If there’s a second thread that weaves itself alongside King No-One’s (completed by recently-joined bassist Rob Gration) message of hard-earned self-celebration, it’s one of an equal sense of hard work and determination. Having had a taste of success, but with no financial backing or support behind them, the band decided to take matters into their own hands, busking on the streets of York and building a fanbase in the most grassroots way possible. The money they made went back into the band to fund recordings; by the time they’d put some early songs online and announced a self-promoted gig in a small local venue, they’d already earned a following that was queueing down the street to get in.
“The shows went from 100 people to 600 people in no time, and before we knew it every show was selling out,” Zach says. “York’s a funny place but it just seemed to connect with people, and then that moved over to Leeds and Manchester and London and everywhere we went. When we sold out the [1,500 capacity] Ritz in Manchester we thought, maybe we don’t need to still be busking?!”
Yet though their busking days are over, the frontman credits those early years as integral to shaping the unstoppable live force that King No-One are today. Playing endlessly taught them to be tight and streamlined, whilst moving onto ‘proper’ stages gave Zach the opportunity to lean into his role as a performer with a platform and a voice. “The most important thing is that people who come feel part of something, that these shows are giving them a real sense of power,” he says. “I don’t want to be celebrated, I want the people at the show to be the stars and the heroes in their own stories, and that’s where the new music comes in.”
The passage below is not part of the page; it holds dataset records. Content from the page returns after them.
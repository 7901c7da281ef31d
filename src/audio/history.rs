//! Time-windowed energy history

use serde::{Deserialize, Serialize};
use std::collections::VecDeque;

/// One energy reading
#[derive(Debug, Clone, Copy, PartialEq, Serialize, Deserialize)]
pub struct EnergySample {
    pub timestamp_ms: u64,
    pub energy: f32,
}

/// Upper bound on the initial allocation; longer windows grow on demand
const MAX_PREALLOCATED_SAMPLES: usize = 256;

/// Ring of energy samples no older than `window_ms` behind the newest one.
#[derive(Debug, Clone)]
pub struct EnergyHistory {
    samples: VecDeque<EnergySample>,
    window_ms: u64,
}

impl EnergyHistory {
    pub fn new(window_ms: u64) -> Self {
        Self {
            // ~40 fps capture over the window
            samples: VecDeque::with_capacity(
                usize::try_from(window_ms / 25)
                    .unwrap_or(usize::MAX)
                    .min(MAX_PREALLOCATED_SAMPLES),
            ),
            window_ms,
        }
    }

    pub fn window_ms(&self) -> u64 {
        self.window_ms
    }

    /// Append a sample taken at `now_ms`, then evict everything older than
    /// `now_ms - window_ms`.
    pub fn add_sample(&mut self, energy: f32, now_ms: u64) {
        self.samples.push_back(EnergySample {
            timestamp_ms: now_ms,
            energy,
        });

        let cutoff = now_ms.saturating_sub(self.window_ms);
        while self
            .samples
            .front()
            .is_some_and(|s| s.timestamp_ms < cutoff)
        {
            self.samples.pop_front();
        }
    }

    /// Arithmetic mean, 0 when empty
    pub fn average(&self) -> f32 {
        if self.samples.is_empty() {
            return 0.0;
        }
        self.samples.iter().map(|s| s.energy).sum::<f32>() / self.samples.len() as f32
    }

    /// Population variance (no Bessel correction), 0 below two samples
    pub fn variance(&self) -> f32 {
        if self.samples.len() < 2 {
            return 0.0;
        }
        let mean = self.average();
        self.samples
            .iter()
            .map(|s| {
                let d = s.energy - mean;
                d * d
            })
            .sum::<f32>()
            / self.samples.len() as f32
    }

    pub fn std_dev(&self) -> f32 {
        self.variance().sqrt()
    }

    pub fn len(&self) -> usize {
        self.samples.len()
    }

    pub fn is_empty(&self) -> bool {
        self.samples.is_empty()
    }

    pub fn samples(&self) -> impl Iterator<Item = &EnergySample> {
        self.samples.iter()
    }

    pub fn clear(&mut self) {
        self.samples.clear();
    }
}

#[cfg(test)]
mod tests {
    use super::*;

    fn assert_approx(actual: f32, expected: f32, tolerance: f32) {
        assert!(
            (actual - expected).abs() <= tolerance,
            "expected {expected} +/- {tolerance}, got {actual}"
        );
    }

    #[test]
    fn empty_history_reports_zero() {
        let history = EnergyHistory::new(1500);
        assert!(history.is_empty());
        assert_eq!(history.average(), 0.0);
        assert_eq!(history.variance(), 0.0);
    }

    #[test]
    fn single_sample_has_no_variance() {
        let mut history = EnergyHistory::new(1500);
        history.add_sample(4.0, 0);
        assert_eq!(history.average(), 4.0);
        assert_eq!(history.variance(), 0.0);
    }

    #[test]
    fn evicts_samples_outside_window() {
        let mut history = EnergyHistory::new(1500);
        for (t, e) in [(0, 1.0), (500, 2.0), (1000, 3.0), (2000, 4.0), (2500, 5.0)] {
            history.add_sample(e, t);
        }

        let kept: Vec<u64> = history.samples().map(|s| s.timestamp_ms).collect();
        assert_eq!(kept, vec![1000, 2000, 2500]);
        assert_approx(history.average(), 4.0, 1e-6);
    }

    #[test]
    fn variance_is_population_variance() {
        let mut history = EnergyHistory::new(10_000);
        for (i, e) in [2.0, 4.0, 4.0, 4.0, 5.0, 5.0, 7.0, 9.0].into_iter().enumerate() {
            history.add_sample(e, i as u64 * 10);
        }
        assert_approx(history.average(), 5.0, 1e-6);
        assert_approx(history.variance(), 4.0, 1e-5);
        assert_approx(history.std_dev(), 2.0, 1e-5);
    }

    #[test]
    fn clear_drops_everything() {
        let mut history = EnergyHistory::new(1500);
        history.add_sample(1.0, 0);
        history.add_sample(3.0, 100);
        history.clear();
        assert_eq!(history.len(), 0);
        assert_eq!(history.average(), 0.0);
    }

    #[test]
    fn unbounded_window_keeps_every_sample() {
        let mut history = EnergyHistory::new(u64::MAX);
        history.add_sample(2.0, 0);
        history.add_sample(4.0, u64::MAX / 2);
        assert_eq!(history.len(), 2);
        assert_approx(history.average(), 3.0, 1e-6);
    }
}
And so to forthcoming EP ‘Dead Hotel’. Having drip-fed a series of singles over the past few years following 2019’s debut ‘OOMM’ EP, the release marks the first step towards King No-One 2.0. The signature infectious pop-rock riffs and stadium-sized hooks are still present and correct, but this time, following a productive period in which Zach earned himself a Masters in songwriting, everything is souped up – from the probing lyrical world he creates to the ‘80s goth-indie drama that tinges its wares.
“We’re trying to create a little world with this EP, from the songs to the imagery to every idea that comes out – it’s all come from us,” Zach enthuses. “When you listen to that vinyl, you’re opening the door to the Dead Hotel and you can hear these concepts of nihilism and ego death and fragility. They’re the pillars of your typical societal human male all shattering because they’re a construct anyway.”
From the euphoric synths of its title track, via the tongue-in-cheek probe into the fragile mental ecosystem of the performer on ‘I Am Jesus’, via the existential earworm of ‘Forever Young’, ‘Dead Hotel’ is a place to spend the nights until the band’s long-awaited debut album arrives in due course: “a step,” says Zach, “towards the universe” that people can expect from that release.
However, having become the first unsigned band to ever get booked for the NME/ Radio One stage at Reading and Leeds; having nurtured their fanbase from nothing to selling out shows up and down the country whilst remaining completely independent; having cultivated and built a band that really means something, not just for its members but for all the fans that are also seeking something truer and better from life, expectation is something that King No-One are never ones to be bound by.